The Press Role in Legitimacy

Continuing thoughts on the local news and what it's doing to us rather than for us. Updating my post from yesterday, one of the things that annoys me is that the standard for an "investigative" report is to uncover a fact or two, construct an argument around them, and apparently not bother to even ask, much less answer, any of the fairly obvious relevant questions about them. In the legal field, we learn to ask lots of questions. One thing I learned early on is that it is often profitable to ask even apparently irrelevant questions, because they turn up answers concerning what Rumsfeld called unknown unknowns: things that you didn't even consider even though you were trying to exhaustively go through every potentially relevant thing.
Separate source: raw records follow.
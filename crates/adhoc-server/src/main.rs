//! Ad-hoc matchmaking hub server.

use std::time::Duration;

use adhoc_server::config::{optional_path, Config};
use adhoc_server::server::Server;
use anyhow::Result;
use clap::Parser;
use tokio::sync::watch;
use tracing::{info, warn};
use tracing_subscriber::EnvFilter;

#[derive(Parser, Debug)]
#[clap(name = "adhoc-server")]
#[clap(about = "Matchmaking hub for PSP ad-hoc play over the internet")]
struct Cli {
    /// Interface to bind to
    #[clap(short, long)]
    bind: Option<String>,

    /// TCP port to listen on
    #[clap(short, long)]
    port: Option<u16>,

    /// Maximum concurrent users
    #[clap(short, long)]
    max_users: Option<usize>,

    /// Idle timeout in seconds
    #[clap(short, long)]
    timeout: Option<u64>,

    /// Product directory file (empty for in-memory)
    #[clap(long)]
    product_db: Option<String>,

    /// Status XML output path (empty to disable)
    #[clap(short, long)]
    status: Option<String>,
}

impl Cli {
    fn apply(self, config: &mut Config) {
        if let Some(bind) = self.bind {
            config.bind_addr = bind;
        }
        if let Some(port) = self.port {
            config.port = port;
        }
        if let Some(max_users) = self.max_users {
            config.max_users = max_users;
        }
        if let Some(secs) = self.timeout {
            config.user_timeout = Duration::from_secs(secs);
        }
        if let Some(db) = self.product_db {
            config.product_db = optional_path(&db);
        }
        if let Some(status) = self.status {
            config.status_path = optional_path(&status);
        }
    }
}

#[tokio::main]
async fn main() -> Result<()> {
    let cli = Cli::parse();

    tracing_subscriber::fmt()
        .with_env_filter(
            EnvFilter::try_from_default_env()
                .unwrap_or_else(|_| EnvFilter::new("adhoc_server=info,adhoc_core=info")),
        )
        .init();

    let mut config = Config::from_env()?;
    cli.apply(&mut config);
    config.validate()?;

    info!(
        "starting adhoc-server on {} (max_users = {}, timeout = {:?}, status = {})",
        config.socket_addr_string(),
        config.max_users,
        config.user_timeout,
        config
            .status_path
            .as_ref()
            .map(|p| p.display().to_string())
            .unwrap_or_else(|| "off".to_string()),
    );

    let (shutdown_tx, shutdown_rx) = watch::channel(false);
    let server = Server::bind(config).await?;

    tokio::spawn(async move {
        wait_for_signal().await;
        info!("shutdown requested");
        let _ = shutdown_tx.send(true);
        // Keep the sender alive until the process exits.
        std::future::pending::<()>().await;
    });

    server.run(shutdown_rx).await
}

#[cfg(unix)]
async fn wait_for_signal() {
    use tokio::signal::unix::{signal, SignalKind};

    let mut term = match signal(SignalKind::terminate()) {
        Ok(term) => term,
        Err(e) => {
            warn!("SIGTERM handler unavailable: {}", e);
            if tokio::signal::ctrl_c().await.is_err() {
                std::future::pending::<()>().await;
            }
            return;
        }
    };
    tokio::select! {
        _ = tokio::signal::ctrl_c() => {}
        _ = term.recv() => {}
    }
}

#[cfg(not(unix))]
async fn wait_for_signal() {
    if let Err(e) = tokio::signal::ctrl_c().await {
        warn!("Ctrl-C handler unavailable: {}", e);
        std::future::pending::<()>().await;
    }
}
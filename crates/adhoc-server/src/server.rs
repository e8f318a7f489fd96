//! TCP listener and top-level server wiring.
//!
//! This module:
//! - Listens on the configured address/port.
//! - Accepts new TCP connections and assigns each a `SessionId`.
//! - Asks the hub task to admit it; refused connections are dropped
//!   without a single byte written.
//! - Spawns:
//!   - a per-connection task to handle I/O,
//!   - a single central hub task that owns the `Hub`.
//!
//! The per-connection logic and the hub loop live in `client` and
//! `hub_task` respectively.

use std::net::{IpAddr, Ipv4Addr, SocketAddr};
use std::sync::atomic::{AtomicU64, Ordering};
use std::time::Duration;

use adhoc_core::{Hub, MemoryDirectory, ProductDirectory, SessionId};
use adhoc_protocol::ChatMessage;
use tokio::net::{TcpListener, TcpStream};
use tokio::sync::{mpsc, oneshot, watch};
use tokio::task::JoinSet;
use tracing::{debug, info, warn};

use crate::client;
use crate::config::Config;
use crate::directory::TomlProductDirectory;
use crate::hub_task::{self, HubLoopSettings};
use crate::status::XmlStatusWriter;
use crate::types::{HubRequest, HubRx, HubTx, OutboundRx, OutboundTx, OUTBOUND_QUEUE};

/// How long connection tasks get to flush after shutdown.
const DRAIN_TIMEOUT: Duration = Duration::from_secs(2);

/// Process-wide counter for assigning unique `SessionId`s.
static NEXT_SESSION_ID: AtomicU64 = AtomicU64::new(1);

fn next_session_id() -> SessionId {
    SessionId(NEXT_SESSION_ID.fetch_add(1, Ordering::Relaxed))
}

/// A bound, not yet running server.
pub struct Server {
    listener: TcpListener,
    config: Config,
    hub: Hub,
}

impl Server {
    /// Bind the listener and load the product directory.
    pub async fn bind(config: Config) -> anyhow::Result<Self> {
        let directory = open_directory(&config);
        let hub = Hub::new(config.hub_config(), directory);
        Self::with_hub(config, hub).await
    }

    /// Bind the listener around a prepared `Hub`.
    pub async fn with_hub(config: Config, hub: Hub) -> anyhow::Result<Self> {
        let addr = config.socket_addr_string();
        let listener = TcpListener::bind(&addr).await?;
        info!("listening on {}", listener.local_addr()?);
        Ok(Server {
            listener,
            config,
            hub,
        })
    }

    pub fn local_addr(&self) -> std::io::Result<SocketAddr> {
        self.listener.local_addr()
    }

    /// Serve until `shutdown` becomes `true` (or its sender is dropped),
    /// then log every session out and wait briefly for connections to
    /// drain.
    pub async fn run(self, mut shutdown: watch::Receiver<bool>) -> anyhow::Result<()> {
        let Server {
            listener,
            config,
            hub,
        } = self;

        // Channel from listener/connections → hub task.
        let (hub_tx, hub_rx): (HubTx, HubRx) = mpsc::unbounded_channel();

        let settings = HubLoopSettings {
            sweep_interval: config.sweep_interval,
            shutdown_notice: ChatMessage::new(&config.shutdown_message),
            status: config.status_path.clone().map(XmlStatusWriter::new),
        };
        let hub_handle = tokio::spawn(hub_task::run_hub_loop(
            hub,
            hub_rx,
            shutdown.clone(),
            settings,
        ));

        let mut connections = JoinSet::new();

        loop {
            tokio::select! {
                accepted = listener.accept() => {
                    let (stream, peer) = match accepted {
                        Ok(pair) => pair,
                        Err(e) => {
                            warn!("accept failed: {}", e);
                            continue;
                        }
                    };
                    if !admit(stream, peer, &hub_tx, &mut connections).await {
                        break;
                    }
                }

                changed = shutdown.changed() => {
                    if changed.is_err() || *shutdown.borrow() {
                        break;
                    }
                }

                Some(finished) = connections.join_next(), if !connections.is_empty() => {
                    match finished {
                        Ok(Err(e)) => debug!("connection ended with error: {:#}", e),
                        Err(e) => warn!("connection task failed: {}", e),
                        Ok(Ok(())) => {}
                    }
                }
            }
        }

        drop(listener);
        drop(hub_tx);
        if let Err(e) = hub_handle.await {
            warn!("hub task failed: {}", e);
        }

        let drained = tokio::time::timeout(DRAIN_TIMEOUT, async {
            while connections.join_next().await.is_some() {}
        })
        .await;
        if drained.is_err() {
            warn!("{} connections did not close in time", connections.len());
            connections.abort_all();
        }

        info!("server stopped");
        Ok(())
    }
}

/// Run the server with the given configuration.
pub async fn run(config: Config, shutdown: watch::Receiver<bool>) -> anyhow::Result<()> {
    Server::bind(config).await?.run(shutdown).await
}

/// Product directory from the configured file, or an in-memory one.
fn open_directory(config: &Config) -> Box<dyn ProductDirectory + Send> {
    let Some(path) = &config.product_db else {
        return Box::new(MemoryDirectory::new());
    };
    match TomlProductDirectory::open(path) {
        Ok(dir) => Box::new(dir),
        Err(e) => {
            warn!("product directory unavailable, using memory only: {:#}", e);
            Box::new(MemoryDirectory::new())
        }
    }
}

/// Offer a fresh connection to the hub and spawn its task if admitted.
///
/// Returns `false` once the hub task is gone.
async fn admit(
    stream: TcpStream,
    peer: SocketAddr,
    hub_tx: &HubTx,
    connections: &mut JoinSet<anyhow::Result<()>>,
) -> bool {
    let Some(ip) = peer_ipv4(peer.ip()) else {
        warn!("rejecting non-IPv4 connection from {}", peer);
        return true;
    };

    let session = next_session_id();
    let (out_tx, out_rx): (OutboundTx, OutboundRx) = mpsc::channel(OUTBOUND_QUEUE);
    let (reply_tx, reply_rx) = oneshot::channel();

    let request = HubRequest::Accept {
        session,
        ip,
        outbound: out_tx,
        reply: reply_tx,
    };
    if hub_tx.send(request).is_err() {
        return false;
    }

    match reply_rx.await {
        Ok(Ok(())) => {
            let hub_tx = hub_tx.clone();
            connections.spawn(client::run_connection(session, stream, hub_tx, out_rx));
            true
        }
        // Refused: dropping `stream` closes it untouched.
        Ok(Err(_)) => true,
        Err(_) => false,
    }
}

fn peer_ipv4(ip: IpAddr) -> Option<Ipv4Addr> {
    match ip {
        IpAddr::V4(v4) => Some(v4),
        IpAddr::V6(v6) => v6.to_ipv4_mapped(),
    }
}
The media needs to attack the government for being venal and stupid when it is venal and stupid, but it also needs to shore up the legitimacy of our institutions when they serve the common good and come under attack from venal and stupid arguments. The test should not be pro- or anti- government, but pro-smart, pro-wise, pro-moral. Not that their brand of wisdom or morality should be imposed, but questions can be raised, and they should be raised in a manner that allows for some even-handed discussion and not loading towards a predetermined answer.

Legal reporting tends to be bad. A lot of reporting is simplistic, shallow, and confused. Some policy reporting is the same way. Is it bad law that foreigners held in Guantanamo are ruled to lack the rights of "the People" under the Constitution while corporations are persons? Maybe, but let's hear the rationale for those rulings. There is almost always some good reason for the quirky things the Courts do (but not always). The reasons need to be explicated because most of the time that will shut up critics quickly, and on the other occasions, it will expose the existence of rules that fundamentally lack a reasonable purpose. Why is there a residency requirement for local schoolteachers? I can speculate as to what some of the reasons might be. I have not heard any of them during the recent reporting on the issue. I suspect someone more knowledgeable about the topic could tell me if those reasons were valid or not. They might have some horror stories about past problems involving nonresidents. It's true that housing patterns have changed and that residency requires something that was once more common than it is now, after so many people have fled the city. I can see the city wanting to keep this population. I can see it wanting teachers who are connected to the students and parents through residence in a shared community. I can see it being used as a back door to introduce more minority role models without a racial quota (and this would be a portentially more accurate mechanism because the line would not be purely race but rather shared community). But I'm not an expert. I just know that when I give a second's skeptical thought to the reporting I see, I instantly generate questions about potential explanations that are not even asked.

I guess I should be glad that the local news is reporting on local elected officials and local policy choices. I just wish the focus were not on internet usage in one case and just so complacently uninquisitive about the real issues in boh cases.